- THE TASK:
Go through the data below and gather each line containing "else".

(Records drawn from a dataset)
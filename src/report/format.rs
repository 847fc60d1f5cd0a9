//! Formatted terminal output.
//!
//! Formatting lives in one place so the fitting code stays free of presentation
//! and output changes are localized.

use crate::app::pipeline::RunOutput;
use crate::domain::{FitConfig, FitMode, ParamSummary, Params};
use crate::isochrone::GridSet;

/// Format the full run summary (inputs + sampler diagnostics + posterior table).
pub fn format_run_summary(output: &RunOutput, config: &FitConfig) -> String {
    let mut out = String::new();
    let chain = output.run.chain();

    out.push_str("=== cmdfit - isochrone fit ===\n");
    out.push_str(&format!(
        "Mode: {} ({} parameters)\n",
        config.mode.display_name(),
        config.mode.ndim()
    ));
    if let FitMode::SingleStar(layout) = output.run.mode() {
        out.push_str(&format!(
            "Star: {} | secondary={} | field={}\n",
            output.observations.star_label(layout.star),
            if layout.fit_secondary { "sampled" } else { "none" },
            if layout.fit_field {
                "sampled".to_string()
            } else {
                format!("{:.2}", config.p_field)
            },
        ));
    } else {
        out.push_str(&format!("P_field: {:.2}\n", config.p_field));
    }

    let (feh_lo, feh_hi) = output.grids.feh_range();
    let (age_lo, age_hi) = output.grids.age_range();
    out.push_str(&format!(
        "Grids: n={} | [Fe/H]=[{feh_lo:.2}, {feh_hi:.2}] | log age=[{age_lo:.2}, {age_hi:.2}]\n",
        output.grids.grids().len(),
    ));
    out.push_str(&format!("Bands: {}\n", output.observations.bands().join(", ")));
    out.push_str(&format!(
        "Stars: n={} | read={} | unreadable={} | filtered={}\n",
        output.observations.star_count(),
        output.stats.rows_read,
        output.stats.rows_skipped,
        output.stats.filtered,
    ));
    out.push_str(&format!(
        "Sampler: walkers={} | steps={} | burn-in={} | seed={}\n",
        chain.n_walkers(),
        chain.n_steps(),
        config.burn_in,
        config.seed,
    ));
    out.push_str(&format!("Mean acceptance: {:.3}\n", chain.mean_acceptance()));
    let low = chain.acceptance_fractions().iter().filter(|&&a| a < 0.1).count();
    if low > 0 {
        out.push_str(&format!("  ({low} walkers accepted < 10% of proposals)\n"));
    }

    out.push_str("\nPosterior (16th / 50th / 84th percentiles):\n");
    out.push_str(&format_summary_table(&output.summaries));

    if let Some((params, lp)) = &output.best {
        out.push_str(&format!("\nBest sample (ln p = {lp:.3}): {}\n", fmt_params(params)));
    }
    out.push('\n');

    out
}

/// Format a posterior summary table.
pub fn format_summary_table(summaries: &[ParamSummary]) -> String {
    let mut out = String::new();
    out.push_str(format!("{:<16} {:>10} {:>10} {:>10} {:>10}", "param", "q16", "median", "q84", "+/-").trim_end());
    out.push('\n');
    out.push_str(format!("{:-<16} {:-<10} {:-<10} {:-<10} {:-<10}", "", "", "", "", "").trim_end());
    out.push('\n');
    for s in summaries {
        out.push_str(
            format!(
                "{:<16} {:>10.4} {:>10.4} {:>10.4} {:>10.4}",
                s.name,
                s.q16,
                s.median,
                s.q84,
                s.sigma()
            )
            .trim_end(),
        );
        out.push('\n');
    }
    out
}

/// Format a magnitude lookup: one line per band.
pub fn format_lookup(grids: &GridSet, age: f64, mass: f64, feh: f64, secondary_mass: Option<f64>) -> String {
    let mut out = String::new();
    out.push_str(&format!("log age={age:.3} | mass={mass:.4} | [Fe/H]={feh:.3}"));
    if let Some(m2) = secondary_mass {
        out.push_str(&format!(" | secondary={m2:.4}"));
    }
    out.push('\n');
    for (band, name) in grids.bands().iter().enumerate() {
        let value = match grids.magnitude_at(age, mass, feh, band, secondary_mass) {
            Some(m) => format!("{m:.4}"),
            None => "out of range".to_string(),
        };
        out.push_str(&format!("{name:<24} {value}\n"));
    }
    out
}

fn fmt_params(params: &Params) -> String {
    match params {
        Params::Population(p) => format!("[Fe/H]={:.4}, log age={:.4}", p.feh, p.age),
        Params::SingleStar(p) => {
            let mut s = format!("[Fe/H]={:.4}, log age={:.4}, m1={:.4}", p.feh, p.age, p.primary_mass);
            if let Some(m2) = p.secondary_mass {
                s.push_str(&format!(", m2={m2:.4}"));
            }
            if let Some(pf) = p.p_field {
                s.push_str(&format!(", P_field={pf:.3}"));
            }
            s
        }
    }
}

#[cfg(test)]
mod tests {
    use super::*;
    use crate::domain::{PopulationParams, SingleStarParams};
    use crate::isochrone::grid::fixtures::two_age_grid;

    #[test]
    fn summary_table_layout() {
        let table = format_summary_table(&[ParamSummary {
            name: "feh".into(),
            q16: -0.1,
            median: 0.05,
            q84: 0.2,
        }]);
        let lines: Vec<&str> = table.lines().collect();
        assert_eq!(lines.len(), 3);
        assert!(lines[0].starts_with("param"));
        assert!(lines[1].starts_with("----------------"));
        assert_eq!(lines[2], "feh                 -0.1000     0.0500     0.2000     0.1500");
    }

    #[test]
    fn lookup_reports_out_of_range_bands() {
        let grids = GridSet::new(vec![two_age_grid(0.0, 0.0), two_age_grid(1.0, 1.0)]).unwrap();
        let txt = format_lookup(&grids, 8.0, 1.0, 0.5, None);
        assert!(txt.contains("B                        4.5000"));
        let txt = format_lookup(&grids, 8.0, 3.0, 0.5, None);
        assert!(txt.contains("B                        out of range"));
        let txt = format_lookup(&grids, 8.0, 1.0, 0.0, Some(1.0));
        assert!(txt.contains("secondary=1.0000"));
        assert!(txt.contains("3.2474"));
    }

    #[test]
    fn params_are_labelled() {
        let p = Params::Population(PopulationParams { feh: 0.1, age: 9.0 });
        assert_eq!(fmt_params(&p), "[Fe/H]=0.1000, log age=9.0000");
        let p = Params::SingleStar(SingleStarParams {
            feh: 0.0,
            age: 8.5,
            primary_mass: 1.0,
            secondary_mass: Some(0.4),
            p_field: None,
        });
        assert!(fmt_params(&p).ends_with("m1=1.0000, m2=0.4000"));
    }
}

- TASK RESPONSE:
            if layout.fit_secondary { "sampled" } else { "none" },
            } else {
    } else {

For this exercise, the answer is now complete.